Loading a Model is asynchronous since buffers need to be allocated. Make sure to handle errors when loading.

### Input and Output data

TensorFlow uses _tensors_ as input and output. Since TensorFlow Lite is optimized for fixed-size byte buffers, you are responsible for interpreting the raw data yourself.

Input and output values are passed as `ArrayBuffer`. To inspect tensor shapes, open your model in [Netron](https://netron.app).

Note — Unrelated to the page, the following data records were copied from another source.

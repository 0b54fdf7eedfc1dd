//! HTTP driver for the eCareHealth REST API.

use anyhow::{Context, Result};
use async_trait::async_trait;
use log::{debug, warn};
use serde_json::Value;
use std::time::Duration;

use super::traits::{ActionRequest, ApiRequest, PlatformDriver, RawOutcome};
use crate::utils::RunConfig;

pub struct ApiDriver {
    client: reqwest::Client,
    base_url: String,
    tenant: String,
}

impl ApiDriver {
    pub fn new(config: &RunConfig) -> Result<Self> {
        let client = reqwest::Client::builder()
            .timeout(Duration::from_millis(config.timeouts.request_ms))
            .build()
            .context("Failed to create HTTP client")?;

        Ok(Self {
            client,
            base_url: config.base_url.trim_end_matches('/').to_string(),
            tenant: config.tenant.clone(),
        })
    }

    pub fn url_for(&self, path: &str) -> String {
        if path.starts_with("http://") || path.starts_with("https://") {
            path.to_string()
        } else {
            format!("{}/{}", self.base_url, path.trim_start_matches('/'))
        }
    }

    /// Headers sent with every request. Step headers override these.
    pub fn common_headers(&self) -> Vec<(&'static str, String)> {
        vec![
            ("Accept", "application/json, text/plain, */*".to_string()),
            ("Content-Type", "application/json".to_string()),
            ("X-TENANT-ID", self.tenant.clone()),
        ]
    }

    async fn send(&self, request: &ApiRequest) -> Result<RawOutcome> {
        let url = self.url_for(&request.path);
        let method = request
            .method
            .parse::<reqwest::Method>()
            .map_err(|_| anyhow::anyhow!("Invalid HTTP method: {}", request.method))?;

        let mut req = self.client.request(method, &url);
        for (name, value) in self.common_headers() {
            if !request.headers.keys().any(|k| k.eq_ignore_ascii_case(name)) {
                req = req.header(name, value);
            }
        }
        for (name, value) in &request.headers {
            req = req.header(name.as_str(), value.as_str());
        }
        if let Some(body) = &request.body {
            req = req.json(body);
        }

        debug!("{} {}", request.method, url);
        let res = req
            .send()
            .await
            .with_context(|| format!("{} {} failed", request.method, url))?;
        let status = res.status();
        let text = res
            .text()
            .await
            .with_context(|| format!("{} {}: failed to read body", request.method, url))?;

        if !status.is_success() {
            warn!("{} {} returned {}", request.method, request.path, status);
        }

        Ok(RawOutcome::http(status.as_u16(), parse_body(&text)))
    }
}

/// JSON body, the raw text for non-JSON replies, or null when empty.
fn parse_body(text: &str) -> Value {
    if text.trim().is_empty() {
        return Value::Null;
    }
    serde_json::from_str(text).unwrap_or_else(|_| Value::String(text.to_string()))
}

#[async_trait]
impl PlatformDriver for ApiDriver {
    fn platform_name(&self) -> &str {
        "api"
    }

    async fn perform(&self, request: &ActionRequest) -> Result<RawOutcome> {
        match request {
            ActionRequest::Api(req) => self.send(req).await,
            ActionRequest::Ui(seq) => {
                anyhow::bail!("API driver cannot run UI sequence '{}'", seq.label)
            }
        }
    }
}

#[cfg(test)]
mod tests {
    use super::*;
    use crate::driver::traits::UiSequence;
    use serde_json::json;
    use tokio::io::{AsyncReadExt, AsyncWriteExt};
    use tokio::net::TcpListener;
    use tokio::task::JoinHandle;

    /// Accept one connection, reply with `response` verbatim and hand back
    /// the raw request.
    async fn serve_once(response: &'static str) -> (String, JoinHandle<String>) {
        let listener = TcpListener::bind("127.0.0.1:0").await.unwrap();
        let base = format!("http://{}", listener.local_addr().unwrap());
        let handle = tokio::spawn(async move {
            let (mut sock, _) = listener.accept().await.unwrap();
            let mut raw = Vec::new();
            let mut buf = [0u8; 4096];
            loop {
                let n = sock.read(&mut buf).await.unwrap();
                raw.extend_from_slice(&buf[..n]);
                let text = String::from_utf8_lossy(&raw).to_string();
                if let Some(head_end) = text.find("\r\n\r\n") {
                    let length = text[..head_end]
                        .lines()
                        .find_map(|l| {
                            let (name, value) = l.split_once(':')?;
                            name.eq_ignore_ascii_case("content-length")
                                .then(|| value.trim().parse::<usize>().ok())
                                .flatten()
                        })
                        .unwrap_or(0);
                    if raw.len() >= head_end + 4 + length || n == 0 {
                        break;
                    }
                } else if n == 0 {
                    break;
                }
            }
            sock.write_all(response.as_bytes()).await.unwrap();
            sock.shutdown().await.ok();
            String::from_utf8_lossy(&raw).to_string()
        });
        (base, handle)
    }

    fn local_driver(base_url: String) -> ApiDriver {
        let config = RunConfig {
            base_url,
            tenant: "stage_tenant".to_string(),
            ..RunConfig::default()
        };
        ApiDriver::new(&config).unwrap()
    }

    fn driver() -> ApiDriver {
        let config = RunConfig {
            base_url: "https://stage-api.example.com/".to_string(),
            tenant: "stage_tenant".to_string(),
            ..RunConfig::default()
        };
        ApiDriver::new(&config).unwrap()
    }

    #[test]
    fn test_url_joining() {
        let d = driver();
        assert_eq!(
            d.url_for("/api/master/login"),
            "https://stage-api.example.com/api/master/login"
        );
        assert_eq!(
            d.url_for("api/master/provider?page=0&size=20"),
            "https://stage-api.example.com/api/master/provider?page=0&size=20"
        );
        assert_eq!(d.url_for("http://other/x"), "http://other/x");
    }

    #[test]
    fn test_common_headers_carry_tenant() {
        let headers = driver().common_headers();
        assert!(headers.contains(&("X-TENANT-ID", "stage_tenant".to_string())));
        assert!(headers.contains(&("Content-Type", "application/json".to_string())));
    }

    #[test]
    fn test_parse_body() {
        assert_eq!(parse_body(""), Value::Null);
        assert_eq!(parse_body("{\"a\":1}"), json!({"a": 1}));
        assert_eq!(parse_body("oops"), json!("oops"));
    }

    #[tokio::test]
    async fn test_rejects_ui_sequences() {
        let req = ActionRequest::Ui(UiSequence {
            label: "Login".to_string(),
            commands: vec![],
        });
        assert!(driver().perform(&req).await.is_err());
    }

    #[tokio::test]
    async fn test_sends_json_body_with_tenant() {
        let (base, server) = serve_once(
            "HTTP/1.1 201 Created\r\nContent-Type: application/json\r\nContent-Length: 16\r\nConnection: close\r\n\r\n{\"message\":\"ok\"}",
        )
        .await;
        let req = ActionRequest::Api(
            ApiRequest::new("POST", "/api/master/provider").json(json!({"firstName": "Steven"})),
        );

        let raw = local_driver(base).perform(&req).await.unwrap();
        let sent = server.await.unwrap().to_lowercase();

        assert_eq!(raw.status_code, Some(201));
        assert_eq!(raw.str_field("message"), Some("ok"));
        assert!(sent.starts_with("post /api/master/provider "));
        assert!(sent.contains("x-tenant-id: stage_tenant"));
        assert!(sent.contains("content-type: application/json"));
        assert!(sent.contains(r#"{"firstname":"steven"}"#));
    }

    #[tokio::test]
    async fn test_truncated_body_is_an_action_error() {
        // Promises 100 bytes, sends 6, then closes
        let (base, server) = serve_once(
            "HTTP/1.1 200 OK\r\nContent-Type: application/json\r\nContent-Length: 100\r\n\r\n{\"mess",
        )
        .await;
        let req = ActionRequest::Api(ApiRequest::new("GET", "/api/master/patient"));

        let err = local_driver(base).perform(&req).await.unwrap_err();
        server.await.unwrap();

        assert!(format!("{:#}", err).contains("failed to read body"), "{:#}", err);
    }
}
use super::types::StructuredReport;
use crate::runner::state::{SkippedStep, StepResult};
use anyhow::Result;
use quick_xml::events::{BytesDecl, BytesEnd, BytesStart, BytesText, Event};
use quick_xml::Writer;
use std::io::Cursor;

fn seconds(ms: u64) -> String {
    (ms as f64 / 1000.0).to_string()
}

/// JUnit XML for CI. Skipped steps become `<skipped/>` test cases so the
/// test count matches the suite's step list.
pub fn generate_junit_xml(report: &StructuredReport) -> Result<String> {
    let mut writer = Writer::new(Cursor::new(Vec::new()));
    writer.write_event(Event::Decl(BytesDecl::new("1.0", Some("UTF-8"), None)))?;

    let summary = &report.summary;
    let tests = (summary.total_tests + summary.skipped_tests).to_string();
    let failures = summary.failed_tests.to_string();
    let skipped = summary.skipped_tests.to_string();
    let time = seconds(report.results.iter().map(|r| r.duration_ms).sum());
    let suite_name = format!("ecare-{}", report.suite);

    let mut suites_start = BytesStart::new("testsuites");
    suites_start.push_attribute(("name", suite_name.as_str()));
    suites_start.push_attribute(("tests", tests.as_str()));
    suites_start.push_attribute(("failures", failures.as_str()));
    suites_start.push_attribute(("skipped", skipped.as_str()));
    suites_start.push_attribute(("time", time.as_str()));
    writer.write_event(Event::Start(suites_start))?;

    let mut suite_start = BytesStart::new("testsuite");
    suite_start.push_attribute(("name", report.suite.as_str()));
    suite_start.push_attribute(("tests", tests.as_str()));
    suite_start.push_attribute(("failures", failures.as_str()));
    suite_start.push_attribute(("skipped", skipped.as_str()));
    suite_start.push_attribute(("id", report.session_id.as_str()));
    suite_start.push_attribute(("time", time.as_str()));
    suite_start.push_attribute(("timestamp", report.execution_date.as_str()));
    writer.write_event(Event::Start(suite_start))?;

    for result in &report.results {
        write_result_case(&mut writer, &suite_name, result)?;
    }
    for step in &report.skipped {
        write_skipped_case(&mut writer, &suite_name, step)?;
    }

    writer.write_event(Event::End(BytesEnd::new("testsuite")))?;
    writer.write_event(Event::End(BytesEnd::new("testsuites")))?;

    Ok(String::from_utf8(writer.into_inner().into_inner())?)
}

fn case_name(index: u32, name: &str) -> String {
    format!("Step {}: {}", index, name)
}

fn write_result_case<W: std::io::Write>(
    writer: &mut Writer<W>,
    classname: &str,
    result: &StepResult,
) -> Result<()> {
    let name = case_name(result.step_index, &result.name);
    let time = seconds(result.duration_ms);
    let mut case_start = BytesStart::new("testcase");
    case_start.push_attribute(("name", name.as_str()));
    case_start.push_attribute(("classname", classname));
    case_start.push_attribute(("time", time.as_str()));
    writer.write_event(Event::Start(case_start))?;

    if !result.passed() {
        let message = result
            .error
            .clone()
            .or_else(|| result.first_failure())
            .unwrap_or_else(|| "Step failed".to_string());
        let mut fail_start = BytesStart::new("failure");
        fail_start.push_attribute(("message", message.as_str()));
        fail_start.push_attribute(("type", "AssertionError"));
        writer.write_event(Event::Start(fail_start))?;

        let body: Vec<String> = result
            .validations
            .iter()
            .filter(|v| !v.passed)
            .map(|v| match &v.detail {
                Some(detail) => format!("{}: {}", v.check, detail),
                None => v.check.clone(),
            })
            .collect();
        writer.write_event(Event::Text(BytesText::new(&body.join("\n"))))?;
        writer.write_event(Event::End(BytesEnd::new("failure")))?;
    }

    writer.write_event(Event::End(BytesEnd::new("testcase")))?;
    Ok(())
}

fn write_skipped_case<W: std::io::Write>(
    writer: &mut Writer<W>,
    classname: &str,
    step: &SkippedStep,
) -> Result<()> {
    let name = case_name(step.step_index, &step.name);
    let mut case_start = BytesStart::new("testcase");
    case_start.push_attribute(("name", name.as_str()));
    case_start.push_attribute(("classname", classname));
    case_start.push_attribute(("time", "0"));
    writer.write_event(Event::Start(case_start))?;

    let mut skipped = BytesStart::new("skipped");
    skipped.push_attribute(("message", step.reason.as_str()));
    writer.write_event(Event::Empty(skipped))?;

    writer.write_event(Event::End(BytesEnd::new("testcase")))?;
    Ok(())
}

#[cfg(test)]
mod tests {
    use super::*;
    use crate::report::build;
    use crate::report::fixtures::{meta, result};

    #[test]
    fn test_generate_junit_xml() {
        let skipped = vec![SkippedStep {
            step_index: 3,
            name: "Get Provider".to_string(),
            reason: "blocking step 2 failed".to_string(),
        }];
        let report = build(
            &[result(1, "Provider Login", true), result(2, "Add Provider", false)],
            &skipped,
            &meta(),
        );

        let xml = generate_junit_xml(&report).expect("Failed to generate XML");

        assert!(xml.contains(r#"<testsuites name="ecare-api""#));
        assert!(xml.contains(r#"tests="3""#));
        assert!(xml.contains(r#"failures="1""#));
        assert!(xml.contains(r#"skipped="1""#));
        assert!(xml.contains(r#"<testcase name="Step 1: Provider Login""#));
        assert!(xml.contains(r#"message="Status Code 200 failed: Got 500""#));
        assert!(xml.contains("Got 500 &lt;error&gt;"));
        assert!(xml.contains(r#"<skipped message="blocking step 2 failed"/>"#));
    }
}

For example, the `object_detection_mobile_object_localizer_v1_1_default_1.tflite` model on [tfhub.dev](https://tfhub.dev) has **1 input tensor** and **4 output tensors**:

![Screenshot of netron.app inspecting the model](./img/netron-inspect-model.png)

In the description on [tfhub.dev](https://tfhub.dev) we can find the description of all tensors:

![Screenshot of tfhub.dev inspecting the model](./img/tfhub-description.png)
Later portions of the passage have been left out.